Estático, Neco ficou ali parado, só e aturdido com a situação. Começou a entender o que se passava: não é que o cara tinha confundindo-o com um funcionário acompanhante da caravana? Isto por conta do atraso e do traje. Nada mal, mas a fuga desejada que instantaneamente se armou na sua cabeça tinha problemas… Saiu de fininho do prédio e foi analisar suas chances. Cauteloso se aproximou novamente da horta e viu que depois da cerca se estendia um pavoroso banhadão. Sorriu por dentro ao pensar que, se tinha caprichado tanto na roupa não valeria a pena ser capturado todo sujo.

Já que pular a cerca não era, literalmente, a sua saída, voltou até perto do prédio e olhou em direção ao portal. Gelou porque percebeu o guarda porteiro olhando-o curioso. Não teve escolha, foi ao seu encontro, numa típica estratégia de que a melhor defesa é o ataque.

Ainda longe do guarda falou alto:

“- Gente boa, o homem vai demorar?”

O guardinha não entendeu.

“- O diretor não vem mais?” Repetiu de perto.

“- Ah, o diretor? Pode esperar sentado… Isto aqui é uma merda, não é todo dia que aparece e quando isto acontece assina uns papeis e se manda. Quem toca esta bosta é o vice… Serve?”

Não é que a mentira colou? Agora só tinha que administrar a situação.

“ – Não, meu trato é com o homão!”

“- Sobre o que?” Melou o guarda.

Neco não tinha resposta pronta. Olhou para os lados e lembrou-se de ter visto lá na penitenciária alguns canos pendurados e soltos no teto. Foi o mais rápido possível:

“- Sobre o encanamento!”

O guardinha fez um sim com a cabeça:

“- Cara está mesmo tudo vazando e este prédio só tem cinco anos de construção.”

“- Pois é, serviço para o governo é assim mesmo, não dura nada.”

A liberdade agora estava a cinco passos. Neco se aprumou:

“- Irmão não vou mais esperar… Sou pobre e tenho que correr atrás do prejuízo.”

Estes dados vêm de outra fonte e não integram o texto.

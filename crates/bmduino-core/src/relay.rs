//! I2C relay board and the text commands that drive it
//!
//! The BMP75M131 board answers on a single I2C address and exposes its
//! relays through a small register map. Relays are numbered from 1.

use alloc::format;
use alloc::string::String;
use core::fmt::{Display, Write as _};

use embedded_hal::i2c::I2c;
use log::{debug, info, warn};
use thiserror_no_std::Error;

use crate::traits::{MAX_RELAYS, RelayBoard, TextDisplay, show_message};

pub const DEFAULT_ADDRESS: u8 = 0x13;

// Register map
const REG_SWITCH: u8 = 0x01;
const REG_ALL: u8 = 0x02;
const REG_STATUS: u8 = 0x03;
const REG_ALL_STATUS: u8 = 0x04;
const REG_COUNT: u8 = 0x05;

/// Display row for the relay number.
pub const RELAY_ROW: u8 = 4;
/// Display row for the last command.
pub const COMMAND_ROW: u8 = 6;

#[derive(Error, Debug, Clone, Copy, PartialEq, Eq)]
pub enum RelayError<E> {
    #[error("I2C bus error: {0:?}")]
    Bus(E),
    #[error("no relay board answered")]
    NotFound,
    #[error("relay {relay} out of range 1..={count}")]
    OutOfRange { relay: u8, count: u8 },
}

/// BMP75M131 relay board
pub struct Bmp75m131<I2C> {
    i2c: I2C,
    address: u8,
    count: u8,
}

impl<I2C: I2c> Bmp75m131<I2C> {
    pub fn new(i2c: I2C) -> Self {
        Self::with_address(i2c, DEFAULT_ADDRESS)
    }

    pub fn with_address(i2c: I2C, address: u8) -> Self {
        Self {
            i2c,
            address,
            count: 0,
        }
    }

    pub fn release(self) -> I2C {
        self.i2c
    }

    fn check(&self, relay: u8) -> Result<(), RelayError<I2C::Error>> {
        if relay == 0 || relay > self.count {
            return Err(RelayError::OutOfRange {
                relay,
                count: self.count,
            });
        }
        Ok(())
    }
}

impl<I2C: I2c> RelayBoard for Bmp75m131<I2C> {
    type Error = RelayError<I2C::Error>;

    fn begin(&mut self) -> Result<u8, Self::Error> {
        let mut count = [0u8];
        self.i2c
            .write_read(self.address, &[REG_COUNT], &mut count)
            .map_err(RelayError::Bus)?;
        if count[0] == 0 {
            return Err(RelayError::NotFound);
        }
        self.count = count[0].min(MAX_RELAYS as u8);
        info!("Total Relay Amount is :({})", self.count);
        Ok(self.count)
    }

    fn relay_count(&self) -> u8 {
        self.count
    }

    fn set_relay(&mut self, relay: u8, on: bool) -> Result<(), Self::Error> {
        self.check(relay)?;
        self.i2c
            .write(self.address, &[REG_SWITCH, relay, on as u8])
            .map_err(RelayError::Bus)?;
        info!("Relay({}): is {}", relay, if on { "on" } else { "off" });
        Ok(())
    }

    fn set_all(&mut self, on: bool) -> Result<(), Self::Error> {
        self.i2c
            .write(self.address, &[REG_ALL, on as u8])
            .map_err(RelayError::Bus)
    }

    fn relay_status(&mut self, relay: u8) -> Result<bool, Self::Error> {
        self.check(relay)?;
        let mut state = [0u8];
        self.i2c
            .write_read(self.address, &[REG_STATUS, relay], &mut state)
            .map_err(RelayError::Bus)?;
        Ok(state[0] != 0)
    }

    fn all_status(&mut self) -> Result<heapless::Vec<bool, MAX_RELAYS>, Self::Error> {
        let mut raw = [0u8; MAX_RELAYS];
        let raw = &mut raw[..self.count as usize];
        self.i2c
            .write_read(self.address, &[REG_ALL_STATUS], raw)
            .map_err(RelayError::Bus)?;
        Ok(raw.iter().map(|&b| b != 0).collect())
    }
}

/// A command received over MQTT.
#[derive(Debug, Clone, Copy, PartialEq, Eq)]
pub enum RelayCommand {
    On(u8),
    Off(u8),
    AllOn,
    AllOff,
    Status,
}

#[derive(Error, Debug, Clone, PartialEq, Eq)]
#[error("unknown relay command: {0}")]
pub struct UnknownCommand(pub heapless::String<32>);

impl RelayCommand {
    /// Parse `ON:<n>`, `OFF:<n>`, `ALLON`, `ALLOFF` or `STATUS`, ignoring case.
    pub fn parse(text: &str) -> Result<Self, UnknownCommand> {
        let text = text.trim();
        let unknown = || {
            let mut shown = heapless::String::new();
            for c in text.chars() {
                if shown.push(c).is_err() {
                    break;
                }
            }
            UnknownCommand(shown)
        };

        let (verb, arg) = match text.split_once(':') {
            Some((verb, arg)) => (verb.trim(), Some(arg.trim())),
            None => (text, None),
        };
        let relay = || {
            arg.and_then(|n| n.parse::<u8>().ok())
                .ok_or_else(unknown)
        };

        if verb.eq_ignore_ascii_case("ON") {
            Ok(Self::On(relay()?))
        } else if verb.eq_ignore_ascii_case("OFF") {
            Ok(Self::Off(relay()?))
        } else if arg.is_none() && verb.eq_ignore_ascii_case("ALLON") {
            Ok(Self::AllOn)
        } else if arg.is_none() && verb.eq_ignore_ascii_case("ALLOFF") {
            Ok(Self::AllOff)
        } else if arg.is_none() && verb.eq_ignore_ascii_case("STATUS") {
            Ok(Self::Status)
        } else {
            Err(unknown())
        }
    }
}

impl Display for RelayCommand {
    fn fmt(&self, f: &mut core::fmt::Formatter<'_>) -> core::fmt::Result {
        match self {
            Self::On(n) => write!(f, "ON:{}", n),
            Self::Off(n) => write!(f, "OFF:{}", n),
            Self::AllOn => f.write_str("ALLON"),
            Self::AllOff => f.write_str("ALLOFF"),
            Self::Status => f.write_str("STATUS"),
        }
    }
}

#[derive(Error, Debug, Clone, PartialEq, Eq)]
pub enum ControlError<E> {
    #[error("relay board: {0}")]
    Board(E),
    #[error("{0}")]
    Command(UnknownCommand),
}

/// Show the relay number on its display row.
pub fn show_relay_number<D: TextDisplay>(display: &mut D, relay: u8) -> Result<(), D::Error> {
    show_message(display, &format!("Relay:({})", relay), RELAY_ROW)
}

/// Show a command on its display row.
pub fn show_command<D: TextDisplay>(display: &mut D, command: &str) -> Result<(), D::Error> {
    show_message(display, command, COMMAND_ROW)
}

/// Applies commands to a relay board and reports the result.
pub struct RelayController<B> {
    board: B,
}

impl<B: RelayBoard> RelayController<B> {
    pub fn new(board: B) -> Self {
        Self { board }
    }

    pub fn board(&mut self) -> &mut B {
        &mut self.board
    }

    /// Run `command` and return a one-line report of the outcome.
    pub fn apply(&mut self, command: RelayCommand) -> Result<String, B::Error> {
        match command {
            RelayCommand::On(n) => {
                self.board.set_relay(n, true)?;
                Ok(format!("Relay({}): is on", n))
            }
            RelayCommand::Off(n) => {
                self.board.set_relay(n, false)?;
                Ok(format!("Relay({}): is off", n))
            }
            RelayCommand::AllOn => {
                self.board.set_all(true)?;
                Ok(String::from("All relays on"))
            }
            RelayCommand::AllOff => {
                self.board.set_all(false)?;
                Ok(String::from("All relays off"))
            }
            RelayCommand::Status => {
                let states = self.board.all_status()?;
                let mut report = String::new();
                for (i, on) in states.iter().enumerate() {
                    if i > 0 {
                        report.push(' ');
                    }
                    // writing to a String cannot fail
                    let _ = write!(report, "{}:{}", i + 1, if *on { "ON" } else { "OFF" });
                }
                Ok(report)
            }
        }
    }

    /// Parse and apply a message payload, echoing it on the display.
    ///
    /// Display failures are logged and do not abort the command.
    pub fn handle<D: TextDisplay>(
        &mut self,
        payload: &str,
        display: &mut D,
    ) -> Result<String, ControlError<B::Error>> {
        let command = RelayCommand::parse(payload).map_err(|e| {
            debug!("{}", e);
            ControlError::Command(e)
        })?;
        info!("Relay command {}", command);

        if let Err(e) = show_command(display, &format!("{}", command)) {
            warn!("display: {:?}", e);
        }
        if let RelayCommand::On(n) | RelayCommand::Off(n) = command {
            if let Err(e) = show_relay_number(display, n) {
                warn!("display: {:?}", e);
            }
        }
        self.apply(command).map_err(ControlError::Board)
    }
}

#[cfg(test)]
mod tests {
    use super::*;
    use crate::testing::{MockI2c, RecordingDisplay};
    use crate::traits::ROW_BLANK;
    use embedded_hal::i2c::ErrorKind;

    fn board(count: u8) -> (Bmp75m131<MockI2c>, MockI2c) {
        let bus = MockI2c::default();
        bus.queue_read(&[count]);
        let mut relay = Bmp75m131::new(bus.clone());
        relay.begin().unwrap();
        bus.clear_writes();
        (relay, bus)
    }

    #[test]
    fn begin_reads_relay_count() {
        let (relay, _) = board(4);
        assert_eq!(relay.relay_count(), 4);

        let (relay, _) = board(40);
        assert_eq!(relay.relay_count(), 16);
    }

    #[test]
    fn begin_without_board() {
        let bus = MockI2c::default();
        bus.queue_read(&[0]);
        assert_eq!(Bmp75m131::new(bus.clone()).begin(), Err(RelayError::NotFound));

        bus.unplug();
        assert!(matches!(
            Bmp75m131::new(bus).begin(),
            Err(RelayError::Bus(ErrorKind::NoAcknowledge(_)))
        ));
    }

    #[test]
    fn switching_writes_registers() {
        let (mut relay, bus) = board(4);
        relay.set_relay(2, true).unwrap();
        relay.set_relay(2, false).unwrap();
        relay.set_all(true).unwrap();
        assert_eq!(
            bus.writes(),
            vec![
                (DEFAULT_ADDRESS, vec![REG_SWITCH, 2, 1]),
                (DEFAULT_ADDRESS, vec![REG_SWITCH, 2, 0]),
                (DEFAULT_ADDRESS, vec![REG_ALL, 1]),
            ]
        );
    }

    #[test]
    fn indices_are_bounds_checked() {
        let (mut relay, bus) = board(4);
        assert_eq!(
            relay.set_relay(0, true),
            Err(RelayError::OutOfRange { relay: 0, count: 4 })
        );
        assert_eq!(
            relay.relay_status(5),
            Err(RelayError::OutOfRange { relay: 5, count: 4 })
        );
        assert!(bus.writes().is_empty());
    }

    #[test]
    fn reads_status() {
        let (mut relay, bus) = board(4);
        bus.queue_read(&[1]);
        assert!(relay.relay_status(3).unwrap());
        bus.queue_read(&[1, 0, 0, 1]);
        assert_eq!(relay.all_status().unwrap().as_slice(), &[true, false, false, true]);
    }

    #[test]
    fn parses_commands() {
        assert_eq!(RelayCommand::parse("ON:1"), Ok(RelayCommand::On(1)));
        assert_eq!(RelayCommand::parse(" off : 12 "), Ok(RelayCommand::Off(12)));
        assert_eq!(RelayCommand::parse("allon"), Ok(RelayCommand::AllOn));
        assert_eq!(RelayCommand::parse("ALLOFF"), Ok(RelayCommand::AllOff));
        assert_eq!(RelayCommand::parse("Status"), Ok(RelayCommand::Status));
        assert!(RelayCommand::parse("ON").is_err());
        assert!(RelayCommand::parse("ON:x").is_err());
        assert!(RelayCommand::parse("STATUS:1").is_err());
        assert!(RelayCommand::parse("Relay(1): is on").is_err());
    }

    #[test]
    fn controller_reports_and_displays() {
        let (relay, bus) = board(2);
        let mut controller = RelayController::new(relay);
        let mut display = RecordingDisplay::default();

        let report = controller.handle("on:2", &mut display).unwrap();
        assert_eq!(report, "Relay(2): is on");
        assert_eq!(
            display.texts(),
            vec![ROW_BLANK, "ON:2", ROW_BLANK, "Relay:(2)"]
        );
        assert_eq!(display.drawn[1].1, COMMAND_ROW);
        assert_eq!(display.drawn[3].1, RELAY_ROW);

        bus.queue_read(&[0, 1]);
        assert_eq!(
            controller.apply(RelayCommand::Status).unwrap(),
            "1:OFF 2:ON"
        );
    }

    #[test]
    fn controller_rejects_garbage() {
        let (relay, bus) = board(2);
        let mut controller = RelayController::new(relay);
        let mut display = RecordingDisplay::default();
        assert!(matches!(
            controller.handle("hello", &mut display),
            Err(ControlError::Command(_))
        ));
        assert!(matches!(
            controller.handle("ON:9", &mut display),
            Err(ControlError::Board(RelayError::OutOfRange { relay: 9, count: 2 }))
        ));
        assert!(bus.writes().is_empty());
    }
}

Ficou deslumbrado acompanhando a ação lenta do porteiro, destravando e escancarando a folha do portão de saída. No vão que ia aumentando, pode vislumbrar a fresta da liberdade. Mas o guarda não largava do seu pé:

“- Não quer mesmo falar com o vice?”

“- Não esquente que amanhã eu telefono antes e não repito a burrada!”

O porteiro se aproximou, pegou no seu ombro e apontou para algum lugar distante:

“- Você é rabudo, rapaz. Lá adiante o ônibus está chegando ao final da linha!”

Finalmente Neco deu o primeiro passo na liberdade… Mais um pouco e ‘adeus, cadeia!’. Aí ouviu um grito do desgraçado do guardinha:

“ – Ei, cara!”

Ficou na dúvida se atendia ou não, mas pediu calma para si mesmo. Parou e deu uma olhada de relance: não é que o porteiro corria na sua direção? Suas pernas congelaram e pensou que aquela bela história chegara ao fim. Mas, para sua surpresa, o guarda gritou:

“- Se você não correr vai perder este ônibus que só aparece aqui duas vezes por dia!”

‘Ordem é ordem’, concordou silenciosamente.

Finalmente Neco pode olhar para o céu azul, aspirar o ar da liberdade e fazer aquilo que vinha reprimindo desde que se sentiu sozinho:

‘Por sebo nas canelas!’

 

(Do livro inédito, ‘Pobrete, mas alegrete’.)